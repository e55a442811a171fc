//! Definition file loading
//!
//! Documents are JSON or YAML, picked by file extension (`.json`, `.yaml`,
//! `.yml`).

use crate::error::{ConfigError, ConfigResult};
use crate::model::AutomationConfig;
use serde::de::DeserializeOwned;
use std::fs;
use std::path::Path;
use tracing::debug;

/// Document format
#[derive(Debug, Clone, Copy, PartialEq, Eq)]
pub enum Format {
    Json,
    Yaml,
}

impl Format {
    pub fn from_path(path: &Path) -> ConfigResult<Self> {
        let extension = path
            .extension()
            .and_then(|ext| ext.to_str())
            .map(str::to_ascii_lowercase);
        match extension.as_deref() {
            Some("json") => Ok(Format::Json),
            Some("yaml") | Some("yml") => Ok(Format::Yaml),
            _ => Err(ConfigError::UnsupportedFormat {
                path: path.to_path_buf(),
            }),
        }
    }
}

/// Load an automation definition file
pub fn load_automation(path: impl AsRef<Path>) -> ConfigResult<AutomationConfig> {
    load(path.as_ref())
}

/// Load any JSON or YAML document, such as a trigger payload
pub fn load_value(path: impl AsRef<Path>) -> ConfigResult<serde_json::Value> {
    load(path.as_ref())
}

/// Parse an automation definition from a string
pub fn parse_automation(
    content: &str,
    format: Format,
    source_path: &Path,
) -> ConfigResult<AutomationConfig> {
    parse(content, format, source_path)
}

fn load<T: DeserializeOwned>(path: &Path) -> ConfigResult<T> {
    let format = Format::from_path(path)?;
    debug!("Loading {:?} document: {:?}", format, path);

    let content = fs::read_to_string(path).map_err(|e| ConfigError::ReadFile {
        path: path.to_path_buf(),
        source: e,
    })?;
    parse(&content, format, path)
}

fn parse<T: DeserializeOwned>(
    content: &str,
    format: Format,
    source_path: &Path,
) -> ConfigResult<T> {
    match format {
        Format::Json => serde_json::from_str(content).map_err(|e| ConfigError::ParseJson {
            path: source_path.to_path_buf(),
            source: e,
        }),
        Format::Yaml => serde_yaml::from_str(content).map_err(|e| ConfigError::ParseYaml {
            path: source_path.to_path_buf(),
            source: e,
        }),
    }
}

#[cfg(test)]
mod tests {
    use super::*;
    use std::io::Write;
    use tempfile::TempDir;

    fn write(dir: &TempDir, name: &str, content: &str) -> std::path::PathBuf {
        let path = dir.path().join(name);
        let mut file = fs::File::create(&path).unwrap();
        file.write_all(content.as_bytes()).unwrap();
        path
    }

    #[test]
    fn test_format_from_extension() {
        assert_eq!(Format::from_path(Path::new("a.json")).unwrap(), Format::Json);
        assert_eq!(Format::from_path(Path::new("a.YML")).unwrap(), Format::Yaml);
        assert!(matches!(
            Format::from_path(Path::new("a.toml")),
            Err(ConfigError::UnsupportedFormat { .. })
        ));
    }

    #[test]
    fn test_load_yaml_automation() {
        let dir = TempDir::new().unwrap();
        let path = write(
            &dir,
            "quote.yaml",
            r#"
name: quote
actions:
  - type: setVariable
    alias: setName
    propertyName: name
    value:
      objectPathLookup: /trigger/name
"#,
        );

        let config = load_automation(&path).unwrap();
        assert_eq!(config.name, "quote");
        assert_eq!(config.actions[0].alias, "setName");
        assert_eq!(
            config.actions[0].setting("value"),
            Some(&serde_json::json!({"objectPathLookup": "/trigger/name"}))
        );
    }

    #[test]
    fn test_load_json_value() {
        let dir = TempDir::new().unwrap();
        let path = write(&dir, "trigger.json", r#"{"name": "Peter"}"#);
        assert_eq!(
            load_value(&path).unwrap(),
            serde_json::json!({"name": "Peter"})
        );
    }

    #[test]
    fn test_parse_error_names_file() {
        let dir = TempDir::new().unwrap();
        let path = write(&dir, "broken.json", "{ not json");
        let err = load_automation(&path).unwrap_err();
        assert!(matches!(err, ConfigError::ParseJson { .. }));
        assert!(err.to_string().contains("broken.json"));
    }

    #[test]
    fn test_missing_file() {
        let err = load_automation("/nonexistent/automation.yaml").unwrap_err();
        assert!(matches!(err, ConfigError::ReadFile { .. }));
    }
}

★ ★ ★ ★

* **Prompt**: Precisely the lines between those holding "let mut file" and "alias: setName", inclusive, are to be reproduced from the listing above, with nothing added.

* **Response**:
        let mut file = fs::File::create(&path).unwrap();
        file.write_all(content.as_bytes()).unwrap();
        path
    }

    #[test]
    fn test_format_from_extension() {
        assert_eq!(Format::from_path(Path::new("a.json")).unwrap(), Format::Json);
        assert_eq!(Format::from_path(Path::new("a.YML")).unwrap(), Format::Yaml);
        assert!(matches!(
            Format::from_path(Path::new("a.toml")),
            Err(ConfigError::UnsupportedFormat { .. })
        ));
    }

    #[test]
    fn test_load_yaml_automation() {
        let dir = TempDir::new().unwrap();
        let path = write(
            &dir,
            "quote.yaml",
            r#"
name: quote
actions:
  - type: setVariable
    alias: setName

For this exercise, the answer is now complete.